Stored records
+ + + + + + +
//! SQLite-backed implementation of the repository ports.

mod seed;

pub use seed::seed_attorneys;

use std::str::FromStr;

use async_trait::async_trait;
use chrono::{DateTime, Utc};
use sqlx::sqlite::{SqliteConnectOptions, SqlitePool, SqlitePoolOptions};
use sqlx::FromRow;
use uuid::Uuid;

use crate::config::DatabaseConfig;
use crate::prospects::domain::{
    Attorney, AttorneyId, EmailAddress, PageRequest, Prospect, ProspectId, ProspectState, Resume,
    ResumeId,
};
use crate::prospects::repository::{AttorneyDirectory, ProspectRepository, RepositoryError};

const SCHEMA: &[&str] = &[
    "CREATE TABLE IF NOT EXISTS resume (
        id TEXT PRIMARY KEY NOT NULL,
        resume_data TEXT NOT NULL,
        created_at TEXT NOT NULL,
        updated_at TEXT NOT NULL
    )",
    "CREATE TABLE IF NOT EXISTS prospect (
        id TEXT PRIMARY KEY NOT NULL,
        first_name TEXT NOT NULL,
        last_name TEXT NOT NULL,
        email TEXT NOT NULL UNIQUE,
        resume_id TEXT NOT NULL UNIQUE REFERENCES resume (id),
        state TEXT NOT NULL CHECK (state IN ('CREATED', 'PENDING', 'REACHED_OUT')),
        version INTEGER NOT NULL DEFAULT 0,
        created_at TEXT NOT NULL,
        updated_at TEXT NOT NULL
    )",
    "CREATE INDEX IF NOT EXISTS prospect_updated_at_idx ON prospect (updated_at)",
    "CREATE TABLE IF NOT EXISTS attorney (
        id TEXT PRIMARY KEY NOT NULL,
        name TEXT NOT NULL,
        email TEXT NOT NULL UNIQUE,
        salted_hashed_password TEXT NOT NULL,
        created_at TEXT NOT NULL,
        updated_at TEXT NOT NULL
    )",
];

const PROSPECT_COLUMNS: &str = "p.id, p.first_name, p.last_name, p.email, p.state, p.version, \
     p.created_at, p.updated_at, r.id AS resume_id, r.resume_data, \
     r.created_at AS resume_created_at, r.updated_at AS resume_updated_at";

/// Store over a shared sqlx pool. Implements both repository ports.
#[derive(Clone)]
pub struct SqliteStore {
    pool: SqlitePool,
}

impl SqliteStore {
    pub async fn connect(config: &DatabaseConfig) -> Result<Self, RepositoryError> {
        let options = SqliteConnectOptions::from_str(&config.url)?
            .create_if_missing(true)
            .foreign_keys(true);
        let pool = SqlitePoolOptions::new()
            .max_connections(config.max_connections)
            .connect_with(options)
            .await?;
        Ok(Self { pool })
    }

    /// Private in-memory database. The pool is pinned to one connection
    /// because every SQLite memory connection is its own database.
    pub async fn in_memory() -> Result<Self, RepositoryError> {
        let options = SqliteConnectOptions::from_str("sqlite::memory:")?.foreign_keys(true);
        let pool = SqlitePoolOptions::new()
            .max_connections(1)
            .idle_timeout(None)
            .max_lifetime(None)
            .connect_with(options)
            .await?;
        Ok(Self { pool })
    }

    /// Creates tables and indexes that do not exist yet.
    pub async fn migrate(&self) -> Result<(), RepositoryError> {
        for statement in SCHEMA {
            sqlx::query(statement).execute(&self.pool).await?;
        }
        Ok(())
    }
}

#[async_trait]
impl ProspectRepository for SqliteStore {
    async fn insert(&self, prospect: Prospect) -> Result<Prospect, RepositoryError> {
        let mut tx = self.pool.begin().await?;

        sqlx::query(
            "INSERT INTO resume (id, resume_data, created_at, updated_at) VALUES (?, ?, ?, ?)",
        )
        .bind(prospect.resume.id.0.to_string())
        .bind(&prospect.resume.content)
        .bind(encode_timestamp(prospect.resume.created_at))
        .bind(encode_timestamp(prospect.resume.updated_at))
        .execute(&mut *tx)
        .await?;

        sqlx::query(
            "INSERT INTO prospect \
             (id, first_name, last_name, email, resume_id, state, version, created_at, updated_at) \
             VALUES (?, ?, ?, ?, ?, ?, ?, ?, ?)",
        )
        .bind(prospect.id.0.to_string())
        .bind(&prospect.first_name)
        .bind(&prospect.last_name)
        .bind(prospect.email.as_str())
        .bind(prospect.resume.id.0.to_string())
        .bind(prospect.state.label())
        .bind(prospect.version)
        .bind(encode_timestamp(prospect.created_at))
        .bind(encode_timestamp(prospect.updated_at))
        .execute(&mut *tx)
        .await?;

        tx.commit().await?;
        Ok(prospect)
    }

    async fn find_by_email(
        &self,
        email: &EmailAddress,
    ) -> Result<Option<Prospect>, RepositoryError> {
        let sql = format!(
            "SELECT {PROSPECT_COLUMNS} FROM prospect p JOIN resume r ON r.id = p.resume_id \
             WHERE p.email = ? ORDER BY p.updated_at DESC LIMIT 1"
        );
        let row = sqlx::query_as::<_, ProspectRow>(&sql)
            .bind(email.as_str())
            .fetch_optional(&self.pool)
            .await?;
        row.map(Prospect::try_from).transpose()
    }

    async fn update(&self, prospect: Prospect) -> Result<Prospect, RepositoryError> {
        let mut tx = self.pool.begin().await?;

        let result = sqlx::query(
            "UPDATE prospect SET first_name = ?, last_name = ?, state = ?, \
             version = version + 1, updated_at = ? WHERE id = ? AND version = ?",
        )
        .bind(&prospect.first_name)
        .bind(&prospect.last_name)
        .bind(prospect.state.label())
        .bind(encode_timestamp(prospect.updated_at))
        .bind(prospect.id.0.to_string())
        .bind(prospect.version)
        .execute(&mut *tx)
        .await?;
        if result.rows_affected() == 0 {
            return Err(RepositoryError::Stale);
        }

        sqlx::query("UPDATE resume SET resume_data = ?, updated_at = ? WHERE id = ?")
            .bind(&prospect.resume.content)
            .bind(encode_timestamp(prospect.resume.updated_at))
            .bind(prospect.resume.id.0.to_string())
            .execute(&mut *tx)
            .await?;

        tx.commit().await?;
        Ok(Prospect {
            version: prospect.version + 1,
            ..prospect
        })
    }

    async fn list(&self, page: PageRequest) -> Result<Vec<Prospect>, RepositoryError> {
        let sql = format!(
            "SELECT {PROSPECT_COLUMNS} FROM prospect p JOIN resume r ON r.id = p.resume_id \
             ORDER BY p.updated_at DESC, p.rowid DESC LIMIT ? OFFSET ?"
        );
        let rows = sqlx::query_as::<_, ProspectRow>(&sql)
            .bind(i64::from(page.limit()))
            .bind(i64::from(page.offset()))
            .fetch_all(&self.pool)
            .await?;
        rows.into_iter().map(Prospect::try_from).collect()
    }
}

#[async_trait]
impl AttorneyDirectory for SqliteStore {
    async fn all(&self) -> Result<Vec<Attorney>, RepositoryError> {
        let rows = sqlx::query_as::<_, AttorneyRow>(
            "SELECT id, name, email, salted_hashed_password, created_at, updated_at \
             FROM attorney ORDER BY created_at",
        )
        .fetch_all(&self.pool)
        .await?;
        rows.into_iter().map(Attorney::try_from).collect()
    }

    async fn find_by_email(&self, email: &str) -> Result<Option<Attorney>, RepositoryError> {
        let row = sqlx::query_as::<_, AttorneyRow>(
            "SELECT id, name, email, salted_hashed_password, created_at, updated_at \
             FROM attorney WHERE email = ?",
        )
        .bind(email)
        .fetch_optional(&self.pool)
        .await?;
        row.map(Attorney::try_from).transpose()
    }

    async fn insert_if_absent(&self, attorney: Attorney) -> Result<bool, RepositoryError> {
        let result = sqlx::query(
            "INSERT INTO attorney (id, name, email, salted_hashed_password, created_at, updated_at) \
             VALUES (?, ?, ?, ?, ?, ?) ON CONFLICT (email) DO NOTHING",
        )
        .bind(attorney.id.0.to_string())
        .bind(&attorney.name)
        .bind(&attorney.email)
        .bind(&attorney.password_hash)
        .bind(encode_timestamp(attorney.created_at))
        .bind(encode_timestamp(attorney.updated_at))
        .execute(&self.pool)
        .await?;
        Ok(result.rows_affected() > 0)
    }
}

impl From<sqlx::Error> for RepositoryError {
    fn from(err: sqlx::Error) -> Self {
        match err {
            sqlx::Error::RowNotFound => RepositoryError::NotFound,
            sqlx::Error::Database(db) if db.is_unique_violation() => RepositoryError::Conflict,
            other => RepositoryError::Unavailable(other.to_string()),
        }
    }
}

/// Fixed-width UTC text so lexical order in SQL equals chronological order.
fn encode_timestamp(value: DateTime<Utc>) -> String {
    value.format("%Y-%m-%dT%H:%M:%S%.6fZ").to_string()
}

fn decode_timestamp(raw: &str) -> Result<DateTime<Utc>, RepositoryError> {
    DateTime::parse_from_rfc3339(raw)
        .map(|value| value.with_timezone(&Utc))
        .map_err(|err| corrupt("timestamp", raw, err))
}

fn decode_uuid(raw: &str) -> Result<Uuid, RepositoryError> {
    Uuid::parse_str(raw).map_err(|err| corrupt("id", raw, err))
}

fn corrupt(column: &str, raw: &str, err: impl std::fmt::Display) -> RepositoryError {
    RepositoryError::Unavailable(format!("corrupt {column} value '{raw}': {err}"))
}

#[derive(Debug, FromRow)]
struct ProspectRow {
    id: String,
    first_name: String,
    last_name: String,
    email: String,
    state: String,
    version: i64,
    created_at: String,
    updated_at: String,
    resume_id: String,
    resume_data: String,
    resume_created_at: String,
    resume_updated_at: String,
}

impl TryFrom<ProspectRow> for Prospect {
    type Error = RepositoryError;

    fn try_from(row: ProspectRow) -> Result<Self, Self::Error> {
        Ok(Prospect {
            id: ProspectId(decode_uuid(&row.id)?),
            first_name: row.first_name,
            last_name: row.last_name,
            email: EmailAddress::parse(&row.email).map_err(|err| corrupt("email", &row.email, err))?,
            state: ProspectState::from_str(&row.state)
                .map_err(|err| corrupt("state", &row.state, err))?,
            resume: Resume {
                id: ResumeId(decode_uuid(&row.resume_id)?),
                content: row.resume_data,
                created_at: decode_timestamp(&row.resume_created_at)?,
                updated_at: decode_timestamp(&row.resume_updated_at)?,
            },
            version: row.version,
            created_at: decode_timestamp(&row.created_at)?,
            updated_at: decode_timestamp(&row.updated_at)?,
        })
    }
}

#[derive(Debug, FromRow)]
struct AttorneyRow {
    id: String,
    name: String,
    email: String,
    salted_hashed_password: String,
    created_at: String,
    updated_at: String,
}

impl TryFrom<AttorneyRow> for Attorney {
    type Error = RepositoryError;

    fn try_from(row: AttorneyRow) -> Result<Self, Self::Error> {
        Ok(Attorney {
            id: AttorneyId(decode_uuid(&row.id)?),
            name: row.name,
            email: row.email,
            password_hash: row.salted_hashed_password,
            created_at: decode_timestamp(&row.created_at)?,
            updated_at: decode_timestamp(&row.updated_at)?,
        })
    }
}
+ + + + + + +
» Task details
Show all of the lines above in which "WHERE" is present.

» Response area
             WHERE p.email = ? ORDER BY p.updated_at DESC LIMIT 1"
             version = version + 1, updated_at = ? WHERE id = ? AND version = ?",
        sqlx::query("UPDATE resume SET resume_data = ?, updated_at = ? WHERE id = ?")
             FROM attorney WHERE email = ?",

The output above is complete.